The Author: Veselības centrs 4

Immunologist is an internal medicine (basic clinical medicine) sector specialist, who links the disease process and the ability of the body to fight disease, by involving immune protective mechanisms in the fighting of the disease. Diagnoses and treats diseases that are associated with the pathology of immune system.

Immunology is a complicated sector due to its width – it is almost all-embracing. Therefore immunologists tend to specialise in a narrower sector of medicine or already have another medical specialisation, and immunology is studied as a concomitant speciality (neuroimmunology, oncoimmunology, psychoneuroimmunology, allergology, etc.).

Clinical immunology as a sector of immunology integrates clinical and immunoregulatory aspects of different diseases in close conjunction with immunodiagnostic methods – performance of specific blood tests.

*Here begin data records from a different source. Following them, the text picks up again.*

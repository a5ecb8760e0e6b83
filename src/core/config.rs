use crate::core::error::ExchangeError;
use serde::de::DeserializeOwned;
use serde::{Deserialize, Serialize};
use std::path::Path;

fn default_trading_url() -> String {
    "https://paper-api.alpaca.markets".to_string()
}

fn default_data_url() -> String {
    "https://data.alpaca.markets".to_string()
}

fn default_feed() -> String {
    "iex".to_string()
}

fn default_api_key_env() -> String {
    "ALPACA".to_string()
}

fn default_database_url() -> String {
    "sqlite://app.db".to_string()
}

/// 券商网关配置
#[derive(Debug, Clone, Serialize, Deserialize)]
pub struct BrokerConfig {
    #[serde(default = "default_trading_url")]
    pub trading_url: String,
    #[serde(default = "default_data_url")]
    pub data_url: String,
    /// 行情源（iex / sip）
    #[serde(default = "default_feed")]
    pub feed: String,
    /// API密钥环境变量前缀
    #[serde(default = "default_api_key_env")]
    pub api_key_env: String,
}

impl Default for BrokerConfig {
    fn default() -> Self {
        Self {
            trading_url: default_trading_url(),
            data_url: default_data_url(),
            feed: default_feed(),
            api_key_env: default_api_key_env(),
        }
    }
}

/// 交易对仓库配置
#[derive(Debug, Clone, Serialize, Deserialize)]
pub struct StorageConfig {
    #[serde(default = "default_database_url")]
    pub database_url: String,
}

impl Default for StorageConfig {
    fn default() -> Self {
        Self {
            database_url: default_database_url(),
        }
    }
}

/// 从YAML文件加载配置，并叠加环境变量覆盖（如 `ORB__ORDER__DRY_RUN=true`）
pub fn load_layered<T: DeserializeOwned>(
    path: &str,
    env_prefix: &str,
) -> Result<T, config::ConfigError> {
    if !Path::new(path).exists() {
        return Err(config::ConfigError::NotFound(format!(
            "配置文件不存在: {}",
            path
        )));
    }

    config::Config::builder()
        .add_source(config::File::with_name(path))
        .add_source(
            config::Environment::with_prefix(env_prefix)
                .separator("__")
                .try_parsing(true),
        )
        .build()?
        .try_deserialize()
}

/// API密钥配置
#[derive(Debug, Clone)]
pub struct ApiKeys {
    pub api_key: String,
    pub api_secret: String,
}

impl ApiKeys {
    /// 从环境变量加载API密钥
    pub fn from_env(prefix: &str) -> Result<Self, ExchangeError> {
        dotenv::dotenv().ok(); // 加载.env文件，忽略错误

        let prefix_upper = prefix.to_uppercase();

        let api_key = std::env::var(format!("{}_API_KEY", prefix_upper)).map_err(|_| {
            ExchangeError::ConfigError(format!("未找到{}的API_KEY环境变量", prefix))
        })?;

        // 尝试两种格式的密钥名称
        let api_secret = std::env::var(format!("{}_SECRET_KEY", prefix_upper))
            .or_else(|_| std::env::var(format!("{}_API_SECRET", prefix_upper)))
            .map_err(|_| {
                ExchangeError::ConfigError(format!(
                    "未找到{}的SECRET_KEY或API_SECRET环境变量",
                    prefix
                ))
            })?;

        Ok(ApiKeys {
            api_key,
            api_secret,
        })
    }
}

#[cfg(test)]
mod tests {
    use super::*;

    #[test]
    fn test_broker_defaults() {
        let cfg: BrokerConfig = serde_yaml::from_str("feed: sip").unwrap();
        assert_eq!(cfg.feed, "sip");
        assert_eq!(cfg.trading_url, "https://paper-api.alpaca.markets");
        assert_eq!(cfg.api_key_env, "ALPACA");
    }

    #[test]
    fn test_missing_api_keys() {
        let err = ApiKeys::from_env("RUSTORB_TEST_MISSING").unwrap_err();
        assert!(matches!(err, ExchangeError::ConfigError(_)));
    }

    #[test]
    fn test_load_layered_missing_file() {
        let result: Result<BrokerConfig, _> = load_layered("does/not/exist.yml", "ORB");
        assert!(result.is_err());
    }
}
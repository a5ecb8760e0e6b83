use chrono::Local;
use log::LevelFilter;
use log4rs::append::console::ConsoleAppender;
use log4rs::append::rolling_file::policy::compound::roll::fixed_window::FixedWindowRoller;
use log4rs::append::rolling_file::policy::compound::trigger::size::SizeTrigger;
use log4rs::append::rolling_file::policy::compound::CompoundPolicy;
use log4rs::append::rolling_file::RollingFileAppender;
use log4rs::config::{Appender, Config, Root};
use log4rs::encode::pattern::PatternEncoder;
/// 统一日志管理模块
/// 控制台 + 按大小轮转的策略日志文件
use serde::{Deserialize, Serialize};
use std::path::PathBuf;

fn default_root_dir() -> String {
    "logs".to_string()
}

fn default_level() -> String {
    "INFO".to_string()
}

fn default_max_file_size_mb() -> u64 {
    10
}

fn default_retained_files() -> u32 {
    30
}

fn default_true() -> bool {
    true
}

fn default_pattern() -> String {
    "[{d(%Y-%m-%d %H:%M:%S%.3f)}] [{l}] [{M}] {m}{n}".to_string()
}

/// 日志配置
#[derive(Debug, Clone, Serialize, Deserialize)]
pub struct LogConfig {
    #[serde(default = "default_root_dir")]
    pub root_dir: String,
    #[serde(default = "default_level")]
    pub default_level: String,
    #[serde(default = "default_max_file_size_mb")]
    pub max_file_size_mb: u64,
    /// 保留的轮转文件数量
    #[serde(default = "default_retained_files")]
    pub retained_files: u32,
    #[serde(default = "default_true")]
    pub console_output: bool,
    #[serde(default = "default_pattern")]
    pub pattern: String,
}

impl Default for LogConfig {
    fn default() -> Self {
        Self {
            root_dir: default_root_dir(),
            default_level: default_level(),
            max_file_size_mb: default_max_file_size_mb(),
            retained_files: default_retained_files(),
            console_output: true,
            pattern: default_pattern(),
        }
    }
}

impl LogConfig {
    /// 获取日志级别
    pub fn level_filter(&self) -> LevelFilter {
        parse_level(&self.default_level)
    }

    /// 获取策略的日志文件路径
    pub fn strategy_log_path(&self, strategy_name: &str) -> PathBuf {
        let date = Local::now().format("%Y%m%d");
        PathBuf::from(format!(
            "{}/strategies/{}_{}.log",
            self.root_dir, strategy_name, date
        ))
    }
}

pub fn parse_level(level: &str) -> LevelFilter {
    match level.to_uppercase().as_str() {
        "TRACE" => LevelFilter::Trace,
        "DEBUG" => LevelFilter::Debug,
        "INFO" => LevelFilter::Info,
        "WARN" | "WARNING" => LevelFilter::Warn,
        "ERROR" => LevelFilter::Error,
        "OFF" => LevelFilter::Off,
        _ => LevelFilter::Info,
    }
}

/// 初始化全局日志器，返回策略日志文件路径
pub fn init_strategy_logger(config: &LogConfig, strategy_name: &str) -> anyhow::Result<PathBuf> {
    let log_path = config.strategy_log_path(strategy_name);
    let roll_pattern = format!(
        "{}/strategies/{}_{}.{{}}.log",
        config.root_dir,
        strategy_name,
        Local::now().format("%Y%m%d")
    );

    let roller = FixedWindowRoller::builder().build(&roll_pattern, config.retained_files.max(1))?;
    let trigger = SizeTrigger::new(config.max_file_size_mb.max(1) * 1024 * 1024);
    let policy = CompoundPolicy::new(Box::new(trigger), Box::new(roller));

    let file = RollingFileAppender::builder()
        .encoder(Box::new(PatternEncoder::new(&config.pattern)))
        .build(&log_path, Box::new(policy))?;

    let mut builder =
        Config::builder().appender(Appender::builder().build("file", Box::new(file)));
    let mut root = Root::builder().appender("file");

    if config.console_output {
        let console = ConsoleAppender::builder()
            .encoder(Box::new(PatternEncoder::new(&config.pattern)))
            .build();
        builder = builder.appender(Appender::builder().build("console", Box::new(console)));
        root = root.appender("console");
    }

    let log_config = builder.build(root.build(config.level_filter()))?;
    log4rs::init_config(log_config)?;

    Ok(log_path)
}
pub mod bars;
pub mod breakout;
pub mod config;
pub mod exposure;
mod logging;
pub mod model;
pub mod planner;
pub mod range;
pub mod report;
pub mod session;
mod strategy;
mod tasks;

pub use self::config::OrbConfig;
pub use model::{RunReport, SymbolOutcome, TradeRecord};
pub use session::SessionWindow;
pub use strategy::OpeningRangeBreakoutStrategy;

What does an immunologist do?


During the first consultation, an immunologist collects history, by asking detailed questions, therefore the patient must be ready for comparatively long conversation with the physician. The physician will also examine the patient, by palpation, measuring blood pressure, heart rate, body temperature, assessing heart function and listening to lung noises, assessing visual, hearing, sensory, motor and neurological functions, collect history – ask questions on the diseases a patient has suffered from at different phases of their life, the course of these diseases.

If the patient has a particular complaint, perform detailed analysis of when it has started to manifest, what therapy methods or medications were used and whether considerable improvements occurred at a particular period in life.

It is the course of disease that provides essential information to the immunologist. There is a common mistake – if a person is frequently ill, the immunity of their body is low. The main criterion is the nature of the disease course – quick, slow, tendency of becoming chronic, aggravation (deterioration of the course of the disease, the disease becomes more severe), it is not just frequency of disease.

In the conclusion of the consultation the physician shall determine the diagnosis and, prior to the commencement of therapy, possibly, will refer the patient to additional examinations.

Different blood tests must be performed to assess the efficiency of therapy. However, the main advice is – do not be afraid to ask the physician all questions that you are interested in, including the questions on the ''light'' and '' dark'' side of immunisation, which is also one of the competence areas of an immunologist.

Alarm signals that point to the need of visiting an immunologist

  • When a person falls ill, but the recovery is delayed.
  • If serious complaints appear after an acute disease.
  • If there is a trend of different skin neoplasms like moles, papillomas, etc. to appear.
  • If you observe that,at a certain period in time, the therapy used fails to provide the required results.
  • If symptoms of allergy, allergic reactions suddenly appear.